==== Supplied information

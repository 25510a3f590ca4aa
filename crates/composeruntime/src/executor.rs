use crate::graph::ComposedGraph;
use composecore::{
    ComposeError, GraphError, InputSpec, Module, ModuleError, ModuleOutput, Value, ENTRY, EXIT,
};
use indexmap::IndexMap;
use serde::Serialize;
use std::collections::HashMap;

/// Result of a forward pass
///
/// A single positional exit source comes back as the bare value, several
/// come back as a tuple, and keyed exit bindings come back as a mapping.
#[derive(Debug, Clone, PartialEq, Serialize)]
#[serde(untagged)]
pub enum GraphOutput {
    Single(Value),
    Tuple(Vec<Value>),
    Map(IndexMap<String, Value>),
}

impl ComposedGraph {
    /// Replay the cached execution order against live input values.
    ///
    /// The value table lives for this invocation only; the graph itself
    /// stays reusable whether or not the pass succeeds.
    pub fn forward(&self, args: &[Value]) -> Result<GraphOutput, ComposeError> {
        let entry = self
            .plan
            .inputs
            .get(ENTRY)
            .ok_or(GraphError::MissingSentinel(ENTRY))?;
        if args.len() != entry.len() {
            return Err(GraphError::InputArity {
                expected: entry.len(),
                actual: args.len(),
            }
            .into());
        }

        let mut values: HashMap<String, Value> = HashMap::new();
        if let Some(entry_names) = self.plan.out_names.get(ENTRY) {
            for (varname, arg) in entry_names.iter().zip(args) {
                values.insert(varname.clone(), arg.clone());
            }
        }

        for name in &self.plan.order {
            let (Some(bindings), Some(module)) =
                (self.plan.inputs.get(name), self.modules.get(name))
            else {
                return Err(GraphError::MissingInstance(name.clone()).into());
            };

            let mut resolved = Vec::with_capacity(bindings.len());
            for src in bindings.sources() {
                resolved.push(lookup(&values, name, src)?.clone());
            }

            let output = match module.call(&resolved) {
                Ok(output) => output,
                Err(e) => {
                    tracing::error!("error in module {}: {}", name, e);
                    return Err(e.into());
                }
            };

            let expected = self.plan.out_num.get(name).copied().unwrap_or(1);
            if output.arity() != expected {
                return Err(GraphError::OutputArity {
                    module: name.clone(),
                    expected,
                    actual: output.arity(),
                }
                .into());
            }

            if let Some(varnames) = self.plan.out_names.get(name) {
                for (varname, value) in varnames.iter().zip(output.into_values()) {
                    values.insert(varname.clone(), value);
                }
            }
        }

        let exit = self
            .plan
            .inputs
            .get(EXIT)
            .ok_or(GraphError::MissingSentinel(EXIT))?;
        match exit {
            InputSpec::Keyed(bindings) => {
                let mut result = IndexMap::with_capacity(bindings.len());
                for (local, src) in bindings {
                    result.insert(local.clone(), lookup(&values, EXIT, src)?.clone());
                }
                Ok(GraphOutput::Map(result))
            }
            InputSpec::Positional(sources) => {
                let mut result = Vec::with_capacity(sources.len());
                for src in sources {
                    result.push(lookup(&values, EXIT, src)?.clone());
                }
                if result.len() == 1 {
                    Ok(GraphOutput::Single(result.pop().unwrap_or(Value::Null)))
                } else {
                    Ok(GraphOutput::Tuple(result))
                }
            }
        }
    }
}

fn lookup<'v>(
    values: &'v HashMap<String, Value>,
    module: &str,
    reference: &str,
) -> Result<&'v Value, GraphError> {
    values.get(reference).ok_or_else(|| GraphError::UnresolvedValue {
        module: module.to_string(),
        reference: reference.to_string(),
    })
}

/// A composed graph is itself a module, so graphs nest inside graphs.
/// A keyed exit collapses to a single mapping value when nested.
impl Module for ComposedGraph {
    fn type_name(&self) -> &str {
        "composed"
    }

    fn call(&self, inputs: &[Value]) -> Result<ModuleOutput, ModuleError> {
        match self.forward(inputs) {
            Ok(GraphOutput::Single(value)) => Ok(ModuleOutput::Single(value)),
            Ok(GraphOutput::Tuple(values)) => Ok(ModuleOutput::Tuple(values)),
            Ok(GraphOutput::Map(map)) => Ok(ModuleOutput::Single(Value::Map(map))),
            Err(e) => Err(ModuleError::ExecutionFailed(e.to_string())),
        }
    }
}
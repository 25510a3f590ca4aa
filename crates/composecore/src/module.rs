use crate::{ModuleError, Value};

/// Core trait that all executable modules implement
///
/// A module is an opaque computation taking fixed-arity positional inputs
/// and returning fixed-arity outputs. Execution is synchronous; a graph
/// replays its modules strictly in sequence, so implementations never see
/// overlapping calls for the same invocation.
pub trait Module: Send + Sync + std::fmt::Debug {
    /// Type identifier the module was registered under (e.g. "math.scale")
    fn type_name(&self) -> &str;

    /// Run the computation on the resolved positional inputs
    fn call(&self, inputs: &[Value]) -> Result<ModuleOutput, ModuleError>;
}

/// Output of a module call
///
/// `Single` is a bare return value and always has arity 1; `Tuple` carries
/// one value per declared output slot. The executor checks the arity
/// against the module's declaration before publishing anything.
#[derive(Debug, Clone, PartialEq)]
pub enum ModuleOutput {
    Single(Value),
    Tuple(Vec<Value>),
}

impl ModuleOutput {
    pub fn single(value: impl Into<Value>) -> Self {
        ModuleOutput::Single(value.into())
    }

    pub fn tuple(values: Vec<Value>) -> Self {
        ModuleOutput::Tuple(values)
    }

    pub fn arity(&self) -> usize {
        match self {
            ModuleOutput::Single(_) => 1,
            ModuleOutput::Tuple(values) => values.len(),
        }
    }

    /// Normalize to a flat list of output values
    pub fn into_values(self) -> Vec<Value> {
        match self {
            ModuleOutput::Single(value) => vec![value],
            ModuleOutput::Tuple(values) => values,
        }
    }
}

impl From<Value> for ModuleOutput {
    fn from(value: Value) -> Self {
        ModuleOutput::Single(value)
    }
}
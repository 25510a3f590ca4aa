use composecore::{ConfigMap, GraphError, Module, ModuleError, ModuleOutput, Value};
use composeruntime::{CollisionPolicy, ModuleFactory, ModuleRegistry};
use std::sync::Arc;

#[derive(Debug)]
struct Constant(i64);

impl Module for Constant {
    fn type_name(&self) -> &str {
        "test.constant"
    }

    fn call(&self, _inputs: &[Value]) -> Result<ModuleOutput, ModuleError> {
        Ok(ModuleOutput::single(self.0))
    }
}

struct ConstantFactory {
    name: &'static str,
    value: i64,
}

impl ModuleFactory for ConstantFactory {
    fn type_name(&self) -> &str {
        self.name
    }

    fn create(&self, _config: &ConfigMap) -> Result<Box<dyn Module>, ModuleError> {
        Ok(Box::new(Constant(self.value)))
    }
}

struct FailingFactory;

impl ModuleFactory for FailingFactory {
    fn type_name(&self) -> &str {
        "test.failing"
    }

    fn create(&self, _config: &ConfigMap) -> Result<Box<dyn Module>, ModuleError> {
        Err(ModuleError::Configuration("cannot build".to_string()))
    }
}

#[test]
fn duplicate_registration_overwrites_by_default() {
    let mut registry = ModuleRegistry::new();
    registry
        .register(Arc::new(ConstantFactory {
            name: "test.constant",
            value: 1,
        }))
        .unwrap();
    registry
        .register(Arc::new(ConstantFactory {
            name: "test.constant",
            value: 2,
        }))
        .unwrap();

    let module = registry.build("test.constant", &ConfigMap::new()).unwrap();
    assert_eq!(
        module.call(&[]).unwrap(),
        ModuleOutput::Single(Value::Int(2)),
        "the later registration wins"
    );
}

#[test]
fn duplicate_registration_can_be_rejected() {
    let mut registry = ModuleRegistry::with_collision_policy(CollisionPolicy::Reject);
    registry
        .register(Arc::new(ConstantFactory {
            name: "test.constant",
            value: 1,
        }))
        .unwrap();
    let err = registry
        .register(Arc::new(ConstantFactory {
            name: "test.constant",
            value: 2,
        }))
        .unwrap_err();
    match err {
        GraphError::DuplicateType(name) => assert_eq!(name, "test.constant"),
        other => panic!("unexpected error: {other}"),
    }
}

#[test]
fn unknown_type_is_reported() {
    let registry = ModuleRegistry::new();
    let err = registry.build("test.nope", &ConfigMap::new()).unwrap_err();
    match err {
        GraphError::UnknownType(name) => assert_eq!(name, "test.nope"),
        other => panic!("unexpected error: {other}"),
    }
}

#[test]
fn factory_failures_surface_as_construction_errors() {
    let mut registry = ModuleRegistry::new();
    registry.register(Arc::new(FailingFactory)).unwrap();
    let err = registry.build("test.failing", &ConfigMap::new()).unwrap_err();
    assert!(matches!(err, GraphError::Construction { .. }));
    assert!(err.to_string().contains("cannot build"));
}

#[test]
fn list_types_is_sorted() {
    let mut registry = ModuleRegistry::new();
    registry
        .register(Arc::new(ConstantFactory {
            name: "test.b",
            value: 0,
        }))
        .unwrap();
    registry
        .register(Arc::new(ConstantFactory {
            name: "test.a",
            value: 0,
        }))
        .unwrap();
    assert_eq!(registry.list_types(), ["test.a", "test.b"]);
}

========

- Problem to work on -
Search the entries for the word "computation", then copy every line in which it is found.

- Result of the task -
/// A module is an opaque computation taking fixed-arity positional inputs
    /// Run the computation on the resolved positional inputs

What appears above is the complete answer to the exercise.